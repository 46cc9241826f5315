//! Cross-email duplicate and patent filtering.

use std::collections::HashSet;

use crate::pipeline::types::Paper;

/// Lowercased title fragments that mark patent filings.
const EXCLUDED_TERMS: &[&str] = &["patent", "apparatus", "method and system"];

/// Remembers every paper it has let through for the lifetime of the instance.
#[derive(Debug, Default)]
pub struct Deduplicator {
    seen_titles: HashSet<String>,
    seen_urls: HashSet<String>,
}

impl Deduplicator {
    pub fn new() -> Self {
        Self::default()
    }

    /// Keep papers whose title and URL have not been seen and whose title
    /// is not a patent. Survivors are recorded as seen.
    pub fn filter(&mut self, papers: Vec<Paper>) -> Vec<Paper> {
        let total = papers.len();
        let mut kept = Vec::with_capacity(total);

        for paper in papers {
            let title = normalize(&paper.title);
            let url = normalize(&paper.url);

            if self.seen_titles.contains(&title) || (!url.is_empty() && self.seen_urls.contains(&url)) {
                tracing::info!(title = %paper.title, "Skipping duplicate paper");
                continue;
            }
            if EXCLUDED_TERMS.iter().any(|term| title.contains(term)) {
                tracing::info!(title = %paper.title, "Skipping patent");
                continue;
            }

            self.seen_titles.insert(title);
            if !url.is_empty() {
                self.seen_urls.insert(url);
            }
            kept.push(paper);
        }

        tracing::info!(
            "Found {} papers, {} after filtering duplicates and patents",
            total,
            kept.len()
        );
        kept
    }
}

fn normalize(key: &str) -> String {
    key.trim().to_lowercase()
}
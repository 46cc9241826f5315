//! Chat-completions client for OpenAI-compatible APIs such as Perplexity.

use std::time::Duration;

use async_trait::async_trait;
use secrecy::{ExposeSecret, SecretString};
use serde::Deserialize;

use crate::error::LlmError;
use crate::llm::provider::{CompletionRequest, CompletionResponse, FinishReason, LlmProvider};

/// `POST {base_url}/chat/completions` with bearer auth.
pub struct OpenAiCompatProvider {
    client: reqwest::Client,
    provider: String,
    base_url: String,
    api_key: SecretString,
    model: String,
}

impl OpenAiCompatProvider {
    pub fn new(
        provider: impl Into<String>,
        base_url: impl Into<String>,
        api_key: SecretString,
        model: impl Into<String>,
        timeout: Duration,
    ) -> Result<Self, LlmError> {
        let provider = provider.into();
        let client = reqwest::Client::builder()
            .timeout(timeout)
            .build()
            .map_err(|e| LlmError::RequestFailed {
                provider: provider.clone(),
                reason: format!("Failed to build HTTP client: {e}"),
            })?;

        Ok(Self {
            client,
            provider,
            base_url: base_url.into().trim_end_matches('/').to_string(),
            api_key,
            model: model.into(),
        })
    }

    fn endpoint(&self) -> String {
        format!("{}/chat/completions", self.base_url)
    }

    fn request_failed(&self, reason: impl Into<String>) -> LlmError {
        LlmError::RequestFailed {
            provider: self.provider.clone(),
            reason: reason.into(),
        }
    }
}

#[async_trait]
impl LlmProvider for OpenAiCompatProvider {
    fn model_name(&self) -> &str {
        &self.model
    }

    async fn complete(&self, request: CompletionRequest) -> Result<CompletionResponse, LlmError> {
        let body = serde_json::json!({
            "model": self.model,
            "messages": request.messages,
        });

        let resp = self
            .client
            .post(self.endpoint())
            .bearer_auth(self.api_key.expose_secret())
            .json(&body)
            .send()
            .await
            .map_err(|e| self.request_failed(e.to_string()))?;

        let status = resp.status();
        if status == reqwest::StatusCode::UNAUTHORIZED || status == reqwest::StatusCode::FORBIDDEN {
            return Err(LlmError::AuthFailed {
                provider: self.provider.clone(),
            });
        }
        if status == reqwest::StatusCode::TOO_MANY_REQUESTS {
            let retry_after = resp
                .headers()
                .get(reqwest::header::RETRY_AFTER)
                .and_then(|v| v.to_str().ok())
                .and_then(|s| s.trim().parse::<u64>().ok())
                .map(Duration::from_secs);
            return Err(LlmError::RateLimited {
                provider: self.provider.clone(),
                retry_after,
            });
        }

        let text = resp
            .text()
            .await
            .map_err(|e| self.request_failed(format!("Failed to read body: {e}")))?;
        if !status.is_success() {
            let preview: String = text.chars().take(300).collect();
            return Err(self.request_failed(format!("HTTP {status}: {preview}")));
        }

        let parsed: ChatCompletion =
            serde_json::from_str(&text).map_err(|e| LlmError::InvalidResponse {
                provider: self.provider.clone(),
                reason: format!("Unexpected body: {e}"),
            })?;

        let choice = parsed
            .choices
            .into_iter()
            .next()
            .ok_or_else(|| LlmError::InvalidResponse {
                provider: self.provider.clone(),
                reason: "No choices in response".into(),
            })?;
        let usage = parsed.usage.unwrap_or_default();

        tracing::debug!(
            provider = %self.provider,
            model = %self.model,
            input_tokens = usage.prompt_tokens,
            output_tokens = usage.completion_tokens,
            "Completion received"
        );

        Ok(CompletionResponse {
            content: choice.message.content.unwrap_or_default(),
            input_tokens: usage.prompt_tokens,
            output_tokens: usage.completion_tokens,
            finish_reason: FinishReason::from_api(choice.finish_reason.as_deref()),
            response_id: parsed.id,
        })
    }
}

#[derive(Debug, Deserialize)]
struct ChatCompletion {
    #[serde(default)]
    id: Option<String>,
    #[serde(default)]
    choices: Vec<Choice>,
    #[serde(default)]
    usage: Option<Usage>,
}

#[derive(Debug, Deserialize)]
struct Choice {
    message: ChoiceMessage,
    #[serde(default)]
    finish_reason: Option<String>,
}

#[derive(Debug, Deserialize)]
struct ChoiceMessage {
    #[serde(default)]
    content: Option<String>,
}

#[derive(Debug, Default, Deserialize)]
struct Usage {
    #[serde(default)]
    prompt_tokens: u32,
    #[serde(default)]
    completion_tokens: u32,
}
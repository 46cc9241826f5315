//! Classification prompt rendering.

use std::fmt::Write;

use crate::pipeline::types::{Paper, VENUE_NOT_FOUND};
use crate::topics::TopicRegistry;

/// Render the single-turn prompt asking the model to extract metadata for
/// `paper` and pick matching topics from `registry`.
///
/// Pure and deterministic: the same inputs always give the same string.
pub fn build_classification_prompt(paper: &Paper, registry: &TopicRegistry) -> String {
    let mut topics = String::new();
    for topic in registry.topics() {
        let _ = writeln!(topics, "- {}: {}", topic.name, topic.description);
    }

    format!(
        r#"Below is a paper from a Google Scholar alert. Extract its metadata and classify it.

Title: {title}
Authors: {authors}
Abstract: {abstract_text}

Research topics (name: description):
{topics}
Return a SINGLE JSON object with ALL of these required fields:
{{
  "title": "the paper title",
  "authors": ["each", "author", "separately"],
  "abstract": "the paper abstract",
  "venue": "the publication venue",
  "link": "the paper URL",
  "relevant_topics": ["names from the topic list"]
}}

Venue rules:
- "arXiv preprint" if the author line contains "arXiv"
- "Patent Application" if the author line contains "Patent"
- otherwise the text between the dash and the year for published papers
- "{not_found}" if none of the above applies

Rules:
1. Return exactly ONE JSON object, never an array of objects.
2. All fields (title, authors, abstract, venue, link, relevant_topics) are required.
3. relevant_topics may ONLY contain topic names from the list above, spelled exactly. Do not invent topics.
4. Leave relevant_topics as an empty list if no topic matches.
5. For LLM/VLM relevance, lean toward inclusion:
   - include any paper that uses or studies language or vision-language models
   - include LLM/VLM applications, systems and benchmarks
   - include model serving, deployment and optimization work
   - when in doubt about LLM/VLM relevance, include it
6. Do not put comments or any text outside the JSON object.
"#,
        title = paper.title,
        authors = paper.author_line(),
        abstract_text = paper.abstract_text,
        topics = topics,
        not_found = VENUE_NOT_FOUND,
    )
}

#[cfg(test)]
mod tests {
    use super::*;
    use crate::config::ResearchTopic;

    fn registry() -> TopicRegistry {
        TopicRegistry::new(vec![
            ResearchTopic::new("LLM Inference", "Serving and optimizing large language models"),
            ResearchTopic::new("Serverless Computing", "Function-as-a-service platforms"),
        ])
        .unwrap()
    }

    fn paper() -> Paper {
        Paper::candidate(
            "Efficient X on Serverless Platforms",
            "John Doe, Jane Smith - arXiv preprint arXiv:2401.00001, 2024",
            "We study serverless inference.",
            "https://arxiv.org/abs/2401.00001",
        )
    }

    #[test]
    fn prompt_lists_every_topic() {
        let prompt = build_classification_prompt(&paper(), &registry());
        assert!(prompt.contains("- LLM Inference: Serving and optimizing large language models\n"));
        assert!(prompt.contains("- Serverless Computing: Function-as-a-service platforms\n"));
    }

    #[test]
    fn prompt_embeds_paper_fields() {
        let prompt = build_classification_prompt(&paper(), &registry());
        assert!(prompt.contains("Title: Efficient X on Serverless Platforms\n"));
        assert!(prompt.contains("Authors: John Doe, Jane Smith - arXiv preprint"));
        assert!(prompt.contains("Abstract: We study serverless inference.\n"));
    }

    #[test]
    fn prompt_names_required_fields_and_rules() {
        let prompt = build_classification_prompt(&paper(), &registry());
        for field in ["\"title\"", "\"authors\"", "\"abstract\"", "\"venue\"", "\"link\"", "\"relevant_topics\""] {
            assert!(prompt.contains(field), "missing {field}");
        }
        assert!(prompt.contains("never an array"));
        assert!(prompt.contains("\"arXiv preprint\""));
        assert!(prompt.contains("\"Patent Application\""));
        assert!(prompt.contains("\"NOT-FOUND\""));
        assert!(prompt.contains("Do not invent topics"));
        assert!(prompt.contains("when in doubt about LLM/VLM relevance, include it"));
    }

    #[test]
    fn prompt_is_deterministic() {
        let reg = registry();
        assert_eq!(
            build_classification_prompt(&paper(), &reg),
            build_classification_prompt(&paper(), &reg)
        );
    }
}
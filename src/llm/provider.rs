//! Provider-agnostic completion types and the `LlmProvider` trait.

use async_trait::async_trait;
use serde::{Deserialize, Serialize};

use crate::error::LlmError;

/// Who authored a chat message.
#[derive(Debug, Clone, Copy, PartialEq, Eq, Serialize, Deserialize)]
#[serde(rename_all = "lowercase")]
pub enum Role {
    System,
    User,
    Assistant,
}

/// One message in a completion request.
#[derive(Debug, Clone, PartialEq, Eq, Serialize, Deserialize)]
pub struct ChatMessage {
    pub role: Role,
    pub content: String,
}

impl ChatMessage {
    pub fn user(content: impl Into<String>) -> Self {
        Self {
            role: Role::User,
            content: content.into(),
        }
    }
}

/// A single-shot completion request.
#[derive(Debug, Clone)]
pub struct CompletionRequest {
    pub messages: Vec<ChatMessage>,
}

impl CompletionRequest {
    pub fn new(messages: Vec<ChatMessage>) -> Self {
        Self { messages }
    }
}

/// Why the model stopped generating.
#[derive(Debug, Clone, Copy, PartialEq, Eq)]
pub enum FinishReason {
    Stop,
    Length,
    Other,
}

impl FinishReason {
    pub fn from_api(reason: Option<&str>) -> Self {
        match reason {
            Some("stop") => Self::Stop,
            Some("length") => Self::Length,
            _ => Self::Other,
        }
    }
}

/// The model's reply.
#[derive(Debug, Clone)]
pub struct CompletionResponse {
    /// Text content; empty when the provider returned none.
    pub content: String,
    pub input_tokens: u32,
    pub output_tokens: u32,
    pub finish_reason: FinishReason,
    pub response_id: Option<String>,
}

/// A completion backend.
///
/// Implementations perform exactly one request per call: no retries and no
/// internal deadline beyond the transport timeout they were built with.
#[async_trait]
pub trait LlmProvider: Send + Sync {
    /// Model identifier sent with every request.
    fn model_name(&self) -> &str;

    /// Run one completion.
    async fn complete(&self, request: CompletionRequest) -> Result<CompletionResponse, LlmError>;
}
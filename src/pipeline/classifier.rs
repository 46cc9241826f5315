//! Batch classification of alert emails.
//!
//! Flow per email:
//! 1. Pick the HTML body
//! 2. Extract candidate papers
//! 3. Drop duplicates and patents
//! 4. One completion call per survivor → repaired JSON → matched topics
//!
//! A failure on one paper is logged and skipped; the batch always completes.

use std::collections::BTreeMap;
use std::sync::Arc;

use tracing::{debug, info, warn};

use crate::error::ClassifyError;
use crate::llm::provider::{ChatMessage, CompletionRequest, LlmProvider};
use crate::mail::{MailMessage, html_body};
use crate::pipeline::dedup::Deduplicator;
use crate::pipeline::extract::extract_papers;
use crate::pipeline::prompt::build_classification_prompt;
use crate::pipeline::response::parse_classification;
use crate::pipeline::types::{ClassifiedPaper, Paper};
use crate::topics::TopicRegistry;

/// Classifies papers from alert emails against a topic registry.
///
/// Owns its dedup state: a paper seen by this instance is never classified
/// again by it. `&mut self` keeps batches strictly one at a time.
pub struct ScholarClassifier {
    llm: Arc<dyn LlmProvider>,
    registry: Arc<TopicRegistry>,
    dedup: Deduplicator,
}

impl ScholarClassifier {
    pub fn new(llm: Arc<dyn LlmProvider>, registry: Arc<TopicRegistry>) -> Self {
        Self {
            llm,
            registry,
            dedup: Deduplicator::new(),
        }
    }

    /// Classify every new paper in `messages`, in email then document order.
    pub async fn classify<M: MailMessage>(&mut self, messages: &[M]) -> Vec<ClassifiedPaper> {
        let mut results = Vec::new();

        for (index, message) in messages.iter().enumerate() {
            let candidates = self.extract_candidates(message);
            if candidates.is_empty() {
                debug!(email = index, "No new papers in email");
                continue;
            }

            for paper in &candidates {
                match self.classify_paper(paper).await {
                    Ok(classified) => {
                        info!(
                            title = %classified.paper.title,
                            topics = ?classified.topic_names(),
                            "Classified paper"
                        );
                        results.push(classified);
                    }
                    Err(e) => {
                        warn!(title = %paper.title, error = %e, "Skipping paper");
                    }
                }
            }
        }

        info!("Classified {} paper(s) from {} email(s)", results.len(), messages.len());
        results
    }

    /// HTML body → candidate papers → dedup filter. Records survivors as seen.
    pub fn extract_candidates<M: MailMessage + ?Sized>(&mut self, message: &M) -> Vec<Paper> {
        let html = html_body(message);
        if html.trim().is_empty() {
            debug!("Email has no HTML body");
            return Vec::new();
        }
        self.dedup.filter(extract_papers(&html))
    }

    /// Ask the model about one paper and merge its answer with the extracted
    /// record: title, abstract and url stay as extracted, authors and venue
    /// come from the model.
    pub async fn classify_paper(&self, paper: &Paper) -> Result<ClassifiedPaper, ClassifyError> {
        let prompt = build_classification_prompt(paper, &self.registry);
        let request = CompletionRequest::new(vec![ChatMessage::user(prompt)]);
        let response = self.llm.complete(request).await?;

        debug!(title = %paper.title, raw = %response.content, "Classification reply");

        let classification = parse_classification(&response.content).inspect_err(|e| {
            warn!(
                title = %paper.title,
                raw = %response.content,
                error = %e,
                "Unusable classification reply"
            );
        })?;

        let authors = if classification.authors.is_empty() {
            paper.authors.clone()
        } else {
            classification.authors.clone()
        };
        let topics = self.registry.match_names(classification.topic_names());

        Ok(ClassifiedPaper {
            paper: Paper {
                title: paper.title.clone(),
                authors,
                abstract_text: paper.abstract_text.clone(),
                url: paper.url.clone(),
                venue: classification.venue_or_default(),
            },
            topics,
        })
    }
}

/// Group classified papers by topic name. Papers keep result order.
pub fn papers_by_topic(results: &[ClassifiedPaper]) -> BTreeMap<String, Vec<Paper>> {
    let mut grouped: BTreeMap<String, Vec<Paper>> = BTreeMap::new();
    for result in results {
        for topic in &result.topics {
            grouped
                .entry(topic.name.clone())
                .or_default()
                .push(result.paper.clone());
        }
    }
    grouped
}
//! Notification sinks for classification results.
//!
//! Sinks are fire-and-forget: delivery failures are logged inside the sink
//! and never reach the caller.

pub mod slack;

use std::collections::BTreeMap;

use async_trait::async_trait;

use crate::pipeline::types::{ClassifiedPaper, Paper};

pub use slack::SlackNotifier;

#[async_trait]
pub trait Notifier: Send + Sync {
    /// Deliver one message per (paper, matched topic) pair.
    async fn notify_matches(&self, results: &[ClassifiedPaper]);

    /// Deliver a digest of papers grouped by topic name.
    async fn send_digest(&self, papers_by_topic: &BTreeMap<String, Vec<Paper>>);
}
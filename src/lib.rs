use wasm_bindgen::prelude::*;

// ============================================================================
// PORTFOLIO ENGINE - Scroll reveal latch and ambient 3D backgrounds
// ============================================================================

pub mod config;
pub mod error;
pub mod geometry;
pub mod lifecycle;
pub mod render;
pub mod reveal;
pub mod scene;

#[cfg(target_arch = "wasm32")]
mod dom;

#[cfg(target_arch = "wasm32")]
pub use dom::{RevealHandle, SceneHandle, mount_decor, mount_hero, mount_reveal};

use config::{DecorConfig, RevealConfig};
use render::Encoder;
use reveal::{Cascade, Section};
use scene::Scene;

#[wasm_bindgen(start)]
pub fn start() {
    #[cfg(target_arch = "wasm32")]
    {
        console_error_panic_hook::set_once();
        console_log::init_with_level(log::Level::Info).ok();
    }
    log::debug!("portfolio engine loaded");
}

/// Ambient scene for front-ends that draw the frame themselves.
/// After `tick`, read `segments_len()` floats from `segments_ptr()` and
/// `points_len()` floats from `points_ptr()`; layouts are in `render`.
#[wasm_bindgen]
pub struct AmbientWorld {
    scene: Scene,
    encoder: Encoder,
}

#[wasm_bindgen]
impl AmbientWorld {
    /// Hero background
    #[wasm_bindgen(constructor)]
    pub fn new(w: u32, h: u32) -> Self {
        Self {
            scene: Scene::hero(&mut rand::thread_rng()),
            encoder: Encoder::new(w, h),
        }
    }

    /// Section decoration from `{ position, color }`
    pub fn decor(w: u32, h: u32, config: JsValue) -> Result<AmbientWorld, JsValue> {
        let config = DecorConfig::from_js(config)?;
        Ok(Self {
            scene: Scene::decor(&config, &mut rand::thread_rng())?,
            encoder: Encoder::new(w, h),
        })
    }

    /// Advance to `elapsed` seconds since mount and encode the frame
    pub fn tick(&mut self, elapsed: f64) {
        self.scene.tick(elapsed);
        self.encoder.encode(&self.scene);
    }

    pub fn set_pointer(&mut self, x: f32, y: f32) {
        self.scene.set_pointer(x, y);
    }

    pub fn resize(&mut self, w: u32, h: u32) {
        self.encoder.resize(w, h);
    }

    // Accessors for WASM
    pub fn segments_ptr(&self) -> *const f32 { self.encoder.segments_ptr() }
    pub fn segments_len(&self) -> usize { self.encoder.segments().len() }
    pub fn points_ptr(&self) -> *const f32 { self.encoder.points_ptr() }
    pub fn points_len(&self) -> usize { self.encoder.points().len() }
    pub fn width(&self) -> u32 { self.encoder.width() }
    pub fn height(&self) -> u32 { self.encoder.height() }
}

/// Reveal latch for front-ends that run their own visibility observer
#[wasm_bindgen]
pub struct RevealLatch {
    section: Section,
}

#[wasm_bindgen]
impl RevealLatch {
    #[wasm_bindgen(constructor)]
    pub fn new(id: String, children: usize, config: JsValue) -> Result<RevealLatch, JsValue> {
        let config = RevealConfig::from_js(config)?;
        Ok(Self {
            section: Section::new(id, &Cascade::from_config(&config), children),
        })
    }

    /// True exactly once: on the first sample that reports the section visible
    pub fn observe(&mut self, intersecting: bool) -> bool {
        self.section.observe(intersecting)
    }

    pub fn force_reveal(&mut self) -> bool {
        self.section.force_reveal()
    }

    pub fn revealed(&self) -> bool {
        self.section.is_revealed()
    }

    /// Start delay of child `index`, seconds
    pub fn delay(&self, index: usize) -> Option<f32> {
        self.section.steps().get(index).map(|s| s.delay)
    }

    pub fn duration(&self) -> Option<f32> {
        self.section.steps().first().map(|s| s.duration)
    }

    /// `[opacity, dx, dy, scale]` of child `index`, `t` seconds after the
    /// reveal, on the CSS `ease-out` curve
    pub fn frame(&self, index: usize, t: f32) -> Option<Vec<f32>> {
        self.section
            .frame(index, t)
            .map(|f| vec![f.opacity, f.dx, f.dy, f.scale])
    }
}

Exercise description: Every line that holds the word "front" should be copied from the listing.

Exercise solution:
/// Ambient scene for front-ends that draw the frame themselves.
/// Reveal latch for front-ends that run their own visibility observer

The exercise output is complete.